> _WHAT TO DO_:
This exercise calls for an exact copy of the data below.

--- THE DATA ---

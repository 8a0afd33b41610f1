mod cli;
mod commands;
mod display;
mod files;

use std::time::Duration;

use anyhow::Context;
use clap::Parser;
use intake_client::{ApiClient, ClientConfig};
use tracing_subscriber::EnvFilter;

use crate::cli::{Cli, Command};

#[tokio::main]
async fn main() -> anyhow::Result<()> {
    tracing_subscriber::fmt()
        .with_env_filter(
            EnvFilter::try_from_default_env().unwrap_or_else(|_| EnvFilter::new("info")),
        )
        .with_writer(std::io::stderr)
        .init();

    let cli = Cli::parse();
    tracing::info!("intake v{}", env!("CARGO_PKG_VERSION"));

    let config = ClientConfig::new(cli.base_url.as_str())
        .with_poll_interval(Duration::from_millis(cli.poll_interval_ms))
        .with_request_timeout(Duration::from_secs(cli.request_timeout_secs));
    let client = ApiClient::new(&config).context("building HTTP client")?;

    match cli.command {
        Command::Submit(args) => commands::submit(client, config.poll_interval, args).await,
        Command::Status { patient_id } => commands::status(client, &patient_id).await,
        Command::Watch(args) => commands::watch(client, config.poll_interval, args).await,
        Command::Retry(args) => commands::retry(client, config.poll_interval, args).await,
        Command::List(args) => commands::list(client, args).await,
        Command::CheckActive { phone } => commands::check_active(client, &phone).await,
    }
}
//! Patient intake record: the named text fields a user fills in before
//! submitting.
//!
//! Fields are keyed by [`IntakeField`], whose serde names are the backend's
//! snake_case form field names, so a record can also be loaded from a JSON
//! object such as `{"first_name": "Awa", "phone": "+221771234567"}`.

use std::collections::BTreeMap;
use std::fmt;

use serde::{Deserialize, Serialize};
use thiserror::Error;

#[derive(Debug, Clone, Copy, PartialEq, Eq, PartialOrd, Ord, Hash, Serialize, Deserialize)]
#[serde(rename_all = "snake_case")]
pub enum IntakeField {
    FirstName,
    LastName,
    Email,
    Phone,
    DateOfBirth,
    Gender,
    Address,
    EmergencyContact,
    EmergencyPhone,
    MedicalHistory,
    Allergies,
    CurrentMedications,
}

impl IntakeField {
    /// Every field, in the order the backend's create endpoint lists them.
    pub const ALL: [IntakeField; 12] = [
        IntakeField::FirstName,
        IntakeField::LastName,
        IntakeField::Email,
        IntakeField::Phone,
        IntakeField::DateOfBirth,
        IntakeField::Gender,
        IntakeField::Address,
        IntakeField::EmergencyContact,
        IntakeField::EmergencyPhone,
        IntakeField::MedicalHistory,
        IntakeField::Allergies,
        IntakeField::CurrentMedications,
    ];

    pub const REQUIRED: [IntakeField; 3] = [
        IntakeField::FirstName,
        IntakeField::LastName,
        IntakeField::Phone,
    ];

    /// Multipart field name used by `POST /api/patients/`.
    pub fn external_name(self) -> &'static str {
        match self {
            IntakeField::FirstName => "first_name",
            IntakeField::LastName => "last_name",
            IntakeField::Email => "email",
            IntakeField::Phone => "phone",
            IntakeField::DateOfBirth => "date_of_birth",
            IntakeField::Gender => "gender",
            IntakeField::Address => "address",
            IntakeField::EmergencyContact => "emergency_contact",
            IntakeField::EmergencyPhone => "emergency_phone",
            IntakeField::MedicalHistory => "medical_history",
            IntakeField::Allergies => "allergies",
            IntakeField::CurrentMedications => "current_medications",
        }
    }

    pub fn label(self) -> &'static str {
        match self {
            IntakeField::FirstName => "first name",
            IntakeField::LastName => "last name",
            IntakeField::Email => "email",
            IntakeField::Phone => "phone",
            IntakeField::DateOfBirth => "date of birth",
            IntakeField::Gender => "gender",
            IntakeField::Address => "address",
            IntakeField::EmergencyContact => "emergency contact",
            IntakeField::EmergencyPhone => "emergency phone",
            IntakeField::MedicalHistory => "medical history",
            IntakeField::Allergies => "allergies",
            IntakeField::CurrentMedications => "current medications",
        }
    }

    pub fn is_required(self) -> bool {
        Self::REQUIRED.contains(&self)
    }
}

impl fmt::Display for IntakeField {
    fn fmt(&self, f: &mut fmt::Formatter<'_>) -> fmt::Result {
        f.pad(self.label())
    }
}

#[derive(Debug, Clone, PartialEq, Eq, Error)]
pub enum ValidationError {
    #[error("missing required fields: {}", join_labels(.0))]
    MissingFields(Vec<IntakeField>),
}

fn join_labels(fields: &[IntakeField]) -> String {
    fields
        .iter()
        .map(|f| f.label())
        .collect::<Vec<_>>()
        .join(", ")
}

/// Text fields entered for one new patient.
///
/// Unset fields read as the empty string. Edits are plain replacement; the
/// only validation is the presence check in [`IntakeRecord::validate`].
#[derive(Debug, Clone, Default, PartialEq, Eq, Serialize, Deserialize)]
#[serde(transparent)]
pub struct IntakeRecord {
    fields: BTreeMap<IntakeField, String>,
}

impl IntakeRecord {
    pub fn new() -> Self {
        Self::default()
    }

    pub fn set(&mut self, field: IntakeField, value: impl Into<String>) {
        self.fields.insert(field, value.into());
    }

    pub fn get(&self, field: IntakeField) -> &str {
        self.fields.get(&field).map(String::as_str).unwrap_or("")
    }

    pub fn is_empty(&self) -> bool {
        self.fields.values().all(|v| v.is_empty())
    }

    /// Check that first name, last name and phone are non-empty. Values are
    /// taken as entered, so a single space counts as filled in.
    pub fn validate(&self) -> Result<(), ValidationError> {
        let missing: Vec<IntakeField> = IntakeField::REQUIRED
            .into_iter()
            .filter(|f| self.get(*f).is_empty())
            .collect();
        if missing.is_empty() {
            Ok(())
        } else {
            Err(ValidationError::MissingFields(missing))
        }
    }

    /// All fields as `(external_name, value)` pairs in backend order, with
    /// unset optional fields sent as empty strings.
    pub fn to_form_fields(&self) -> Vec<(&'static str, String)> {
        IntakeField::ALL
            .into_iter()
            .map(|f| (f.external_name(), self.get(f).to_string()))
            .collect()
    }

    pub fn full_name(&self) -> String {
        format!(
            "{} {}",
            self.get(IntakeField::FirstName),
            self.get(IntakeField::LastName)
        )
        .trim()
        .to_string()
    }
}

---

> _ANSWER SPACE_:
repository 8a0afd33b41610f1
mod cli;
mod commands;
mod display;
mod files;

use std::time::Duration;

use anyhow::Context;
use clap::Parser;
use intake_client::{ApiClient, ClientConfig};
use tracing_subscriber::EnvFilter;

use crate::cli::{Cli, Command};

#[tokio::main]
async fn main() -> anyhow::Result<()> {
    tracing_subscriber::fmt()
        .with_env_filter(
            EnvFilter::try_from_default_env().unwrap_or_else(|_| EnvFilter::new("info")),
        )
        .with_writer(std::io::stderr)
        .init();

    let cli = Cli::parse();
    tracing::info!("intake v{}", env!("CARGO_PKG_VERSION"));

    let config = ClientConfig::new(cli.base_url.as_str())
        .with_poll_interval(Duration::from_millis(cli.poll_interval_ms))
        .with_request_timeout(Duration::from_secs(cli.request_timeout_secs));
    let client = ApiClient::new(&config).context("building HTTP client")?;

    match cli.command {
        Command::Submit(args) => commands::submit(client, config.poll_interval, args).await,
        Command::Status { patient_id } => commands::status(client, &patient_id).await,
        Command::Watch(args) => commands::watch(client, config.poll_interval, args).await,
        Command::Retry(args) => commands::retry(client, config.poll_interval, args).await,
        Command::List(args) => commands::list(client, args).await,
        Command::CheckActive { phone } => commands::check_active(client, &phone).await,
    }
}
//! Patient intake record: the named text fields a user fills in before
//! submitting.
//!
//! Fields are keyed by [`IntakeField`], whose serde names are the backend's
//! snake_case form field names, so a record can also be loaded from a JSON
//! object such as `{"first_name": "Awa", "phone": "+221771234567"}`.

use std::collections::BTreeMap;
use std::fmt;

use serde::{Deserialize, Serialize};
use thiserror::Error;

#[derive(Debug, Clone, Copy, PartialEq, Eq, PartialOrd, Ord, Hash, Serialize, Deserialize)]
#[serde(rename_all = "snake_case")]
pub enum IntakeField {
    FirstName,
    LastName,
    Email,
    Phone,
    DateOfBirth,
    Gender,
    Address,
    EmergencyContact,
    EmergencyPhone,
    MedicalHistory,
    Allergies,
    CurrentMedications,
}

impl IntakeField {
    /// Every field, in the order the backend's create endpoint lists them.
    pub const ALL: [IntakeField; 12] = [
        IntakeField::FirstName,
        IntakeField::LastName,
        IntakeField::Email,
        IntakeField::Phone,
        IntakeField::DateOfBirth,
        IntakeField::Gender,
        IntakeField::Address,
        IntakeField::EmergencyContact,
        IntakeField::EmergencyPhone,
        IntakeField::MedicalHistory,
        IntakeField::Allergies,
        IntakeField::CurrentMedications,
    ];

    pub const REQUIRED: [IntakeField; 3] = [
        IntakeField::FirstName,
        IntakeField::LastName,
        IntakeField::Phone,
    ];

    /// Multipart field name used by `POST /api/patients/`.
    pub fn external_name(self) -> &'static str {
        match self {
            IntakeField::FirstName => "first_name",
            IntakeField::LastName => "last_name",
            IntakeField::Email => "email",
            IntakeField::Phone => "phone",
            IntakeField::DateOfBirth => "date_of_birth",
            IntakeField::Gender => "gender",
            IntakeField::Address => "address",
            IntakeField::EmergencyContact => "emergency_contact",
            IntakeField::EmergencyPhone => "emergency_phone",
            IntakeField::MedicalHistory => "medical_history",
            IntakeField::Allergies => "allergies",
            IntakeField::CurrentMedications => "current_medications",
        }
    }

    pub fn label(self) -> &'static str {
        match self {
            IntakeField::FirstName => "first name",
            IntakeField::LastName => "last name",
            IntakeField::Email => "email",
            IntakeField::Phone => "phone",
            IntakeField::DateOfBirth => "date of birth",
            IntakeField::Gender => "gender",
            IntakeField::Address => "address",
            IntakeField::EmergencyContact => "emergency contact",
            IntakeField::EmergencyPhone => "emergency phone",
            IntakeField::MedicalHistory => "medical history",
            IntakeField::Allergies => "allergies",
            IntakeField::CurrentMedications => "current medications",
        }
    }

    pub fn is_required(self) -> bool {
        Self::REQUIRED.contains(&self)
    }
}

impl fmt::Display for IntakeField {
    fn fmt(&self, f: &mut fmt::Formatter<'_>) -> fmt::Result {
        f.pad(self.label())
    }
}

#[derive(Debug, Clone, PartialEq, Eq, Error)]
pub enum ValidationError {
    #[error("missing required fields: {}", join_labels(.0))]
    MissingFields(Vec<IntakeField>),
}

fn join_labels(fields: &[IntakeField]) -> String {
    fields
        .iter()
        .map(|f| f.label())
        .collect::<Vec<_>>()
        .join(", ")
}

/// Text fields entered for one new patient.
///
/// Unset fields read as the empty string. Edits are plain replacement; the
/// only validation is the presence check in [`IntakeRecord::validate`].
#[derive(Debug, Clone, Default, PartialEq, Eq, Serialize, Deserialize)]
#[serde(transparent)]
pub struct IntakeRecord {
    fields: BTreeMap<IntakeField, String>,
}

impl IntakeRecord {
    pub fn new() -> Self {
        Self::default()
    }

    pub fn set(&mut self, field: IntakeField, value: impl Into<String>) {
        self.fields.insert(field, value.into());
    }

    pub fn get(&self, field: IntakeField) -> &str {
        self.fields.get(&field).map(String::as_str).unwrap_or("")
    }

    pub fn is_empty(&self) -> bool {
        self.fields.values().all(|v| v.is_empty())
    }

    /// Check that first name, last name and phone are non-empty. Values are
    /// taken as entered, so a single space counts as filled in.
    pub fn validate(&self) -> Result<(), ValidationError> {
        let missing: Vec<IntakeField> = IntakeField::REQUIRED
            .into_iter()
            .filter(|f| self.get(*f).is_empty())
            .collect();
        if missing.is_empty() {
            Ok(())
        } else {
            Err(ValidationError::MissingFields(missing))
        }
    }

    /// All fields as `(external_name, value)` pairs in backend order, with
    /// unset optional fields sent as empty strings.
    pub fn to_form_fields(&self) -> Vec<(&'static str, String)> {
        IntakeField::ALL
            .into_iter()
            .map(|f| (f.external_name(), self.get(f).to_string()))
            .collect()
    }

    pub fn full_name(&self) -> String {
        format!(
            "{} {}",
            self.get(IntakeField::FirstName),
            self.get(IntakeField::LastName)
        )
        .trim()
        .to_string()
    }
}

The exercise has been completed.